Dan Valley Dot Com plans to showcase each town in the Dan River Basin. Our first town is Madison because I am more familiar with it. Therefore Madison NC will be our test, a place to experiment and work the bugs out of our system.
This picture was taken by me, standing in the street on a Thursday afternoon.
The town of Madison is one of the oldest towns in the North Carolina Piedmont, being chartered in 1818. The town is located at the junction of the Dan River and the Mayo River.
Madison, in the early days, was a river town. Barges traveled the Dan River with Madison being the inland terminus. Freight was carried up and down the Dan River on barges as the only other way of moving anything was by horse and wagon. Roads were not conducive to efficient wagon traffic.. The town was also known as “Hog Town” because the farmers from miles around would bring their hogs to market in Madison NC and then move them to other destinations down the Dan River.
Traffic across the river was by Ferry. Bridges began to appear in the early 1800’s but the area where the Dan and Mayo join is prone to flooding…..even today.
About 1888 the railroad began passenger service in and out of Madison. The rail roads replaced the barge traffic on the Dan River. Rail roads could move faster and to more diverse locations than river barges. Rail roads were more flexible.
Actually, as kid, I had the experience of boarding a train at the Madison (1944) depot for a trip all of the way to California. This was the time of the steam engine….Smoke and soot…steam whistles and such……Oh there is something about the good old days….
Amazing that we were so advanced
Madison no longer has passenger train service or barges on the river. The world changes and not always for the good. I suggest a trip to the North Carolina Museum of Transportation located in Salisbury.

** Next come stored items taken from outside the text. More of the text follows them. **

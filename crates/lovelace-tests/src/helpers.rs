//! Shared fixtures for the end-to-end and property tests.

use std::sync::Arc;

use lovelace_client::LedgerSnapshot;
use lovelace_core::address::{Address, Credential, Network};
use lovelace_core::params::ProtocolParameters;
use lovelace_core::types::{ChainTip, Hash28, Hash32, TxIn, Utxo};
use lovelace_wallet::mnemonic::root_key_from_mnemonic;
use lovelace_wallet::{AccountKey, ExtendedPrivateKey};

/// Fixed phrase so derived addresses are stable across runs.
pub const TEST_MNEMONIC: &str =
    "eight country switch draw meat scout mystery blade tip drift useless good keep usage title";

/// Tip used by snapshot fixtures.
pub const TEST_TIP: u64 = 40_000_000;

pub fn test_root() -> ExtendedPrivateKey {
    root_key_from_mnemonic(TEST_MNEMONIC, "").unwrap()
}

pub fn test_account() -> AccountKey {
    AccountKey::from_root(&test_root(), 0).unwrap()
}

/// Enterprise address of payment key 0 on testnet.
pub fn sender_address() -> Address {
    test_account().enterprise_address(Network::Testnet, 0).unwrap()
}

/// Testnet enterprise address for a synthetic key hash.
pub fn key_address(seed: u8) -> Address {
    Address::new(Network::Testnet, Credential::Key(Hash28::from_bytes([seed; 28])), None)
}

pub fn utxo(seed: u8, index: u32, owner: Address, amount: u64) -> Utxo {
    Utxo::new(TxIn::new(Hash32::from_bytes([seed; 32]), index), owner, amount)
}

pub fn preview_params() -> Arc<ProtocolParameters> {
    Arc::new(ProtocolParameters::preview_defaults())
}

/// Snapshot in which `owner` holds one UTXO per amount, in order.
pub fn funded_snapshot(owner: Address, amounts: &[u64]) -> LedgerSnapshot {
    let utxos = amounts
        .iter()
        .enumerate()
        .map(|(i, &amount)| utxo(i as u8 + 1, 0, owner, amount))
        .collect();
    LedgerSnapshot::new(
        ProtocolParameters::preview_defaults(),
        ChainTip { slot: TEST_TIP, height: Some(1_000) },
        utxos,
    )
}
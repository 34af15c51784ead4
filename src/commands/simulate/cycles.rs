//! Run many short searches back to back and check the node returns to rest.

use crate::commands::command::Command;
use crate::commands::common::NodeOptions;
use crate::commands::simulate::common::{PipelineArgs, ShardArgs};
use anyhow::{Result, bail, ensure};
use clap::Parser;
use hmmnode_lib::logging::OperationTimer;
use hmmnode_lib::simulate::{create_rng, random_protein};
use hmmnode_lib::worker_node::{
    NodeActivity, RecordRange, ShardInfo, ShardProvider, WorkerNode, lock_order,
};
use log::{debug, info};
use rand::RngExt;
use std::sync::Arc;
use std::time::Duration;

/// Stress the start barrier and pools with many short searches.
#[derive(Parser, Debug)]
#[command(
    name = "cycles",
    about = "Run many short searches and check pools and barrier",
    long_about = r#"
Run many short searches of random sub-ranges through one worker node without
a coordinator, alternating search directions.

After every search the node must be idle with no thread in back-end mode and
every pooled work chunk, back-end entry and hit returned.
"#
)]
pub struct Cycles {
    #[command(flatten)]
    pub shard: ShardArgs,

    #[command(flatten)]
    pub pipeline: PipelineArgs,

    #[command(flatten)]
    pub node: NodeOptions,

    /// Number of searches to run
    #[arg(short = 'c', long = "cycles", default_value = "1000")]
    pub cycles: usize,

    /// Largest range searched per cycle
    #[arg(long = "max-range", default_value = "500")]
    pub max_range: u64,
}

impl Command for Cycles {
    fn execute(&self, _command_line: &str) -> Result<()> {
        if self.shard.records == 0 {
            bail!("--records must be at least 1");
        }
        info!("Running {} search cycles", self.cycles);
        info!("  Threads: {}", self.node.num_threads());

        let shard = Arc::new(self.shard.build_shard());
        let mut node = WorkerNode::setup(
            shard.num_databases(),
            Arc::clone(&shard),
            ShardInfo::default(),
            self.node.to_config(),
            self.pipeline.to_pipeline(),
        )?;
        node.create_threads()?;

        let mut rng = create_rng(self.shard.seed);
        let query = random_protein(&mut rng, 30);
        let poll = Duration::from_millis(self.node.idle_poll_ms.max(1));
        let timer = OperationTimer::new("Cycling searches");
        let mut records = 0;
        for cycle in 0..self.cycles {
            let database = rng.random_range(0..shard.num_databases()) as u32;
            let size = shard.num_records(database).unwrap_or(0);
            let start = rng.random_range(0..size);
            let end = (start + rng.random_range(0..self.max_range.max(1))).min(size - 1);
            let range = RecordRange::new(start, end);
            if cycle % 2 == 0 {
                node.start_range_vs_model(database, range, query.clone())?;
            } else {
                node.start_model_vs_range(database, range, query.clone())?;
            }
            while node.poll() == NodeActivity::Working {
                std::thread::sleep(poll);
            }
            let results = node.end_search()?;
            ensure!(
                results.records_processed == range.len(),
                "cycle {cycle}: scanned {} records of {}",
                results.records_processed,
                range.len()
            );
            ensure!(node.backend_threads() == 0, "cycle {cycle}: back-end threads left promoted");
            let outstanding = node.pool_stats().outstanding();
            ensure!(outstanding == 0, "cycle {cycle}: {outstanding} pooled objects not returned");
            debug!("Cycle {cycle}: {}-{} ({} hits)", range.start, range.end, results.hit_count());
            records += results.records_processed;
        }
        timer.log_completion(records);

        let violations = lock_order::violations();
        ensure!(violations == 0, "{violations} lock-order violation(s) observed");
        node.destroy()?;
        info!("All {} cycles returned the node to rest", self.cycles);
        Ok(())
    }
}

Madison was a thriving tobacco town from mid 1850’s with several plug tobacco factories. John M. Galloway, a local planter, was reported to be the largest grower of tobacco in the world. Madison remained largely a tobacco town until after World War II when it emerged as a textile town. During the 1940’s and 1950’s workers would be bused in from eastern Stokes to work in Madison’s textile mills. The textile industry has evolved but is still the largest employer.
was the commercial center of western Rockingham County and Eastern Stokes County. Farmers from these areas would bring their tobacco to market in Madison where they would do their banking and purchase necessities which included food that could not be raised on the farm. During the 1940’s and 1950’s, Madison had many commercial enterprises such as an A & P super market, a bank, a Belk’s department store, 2 pharmacies, a doctor and a dentist. There were many smaller local merchants. It was really a thriving town at this time, but times rapidly changed.
A few of the older homes in Madison have been preserved.
Unfortunately the population of Madison, NC has been decreasing for years. In th late 50’s, the population was approximately 4400 people and today, 2016, the population has shrunk to approximately 2200 folks while at the same time the area of the town is almost 3 times what it was when the population was over 4000. For what was once a prosperous and growing town…things are not looking good. This is unfortunate because the area still has a work force that is willing to work.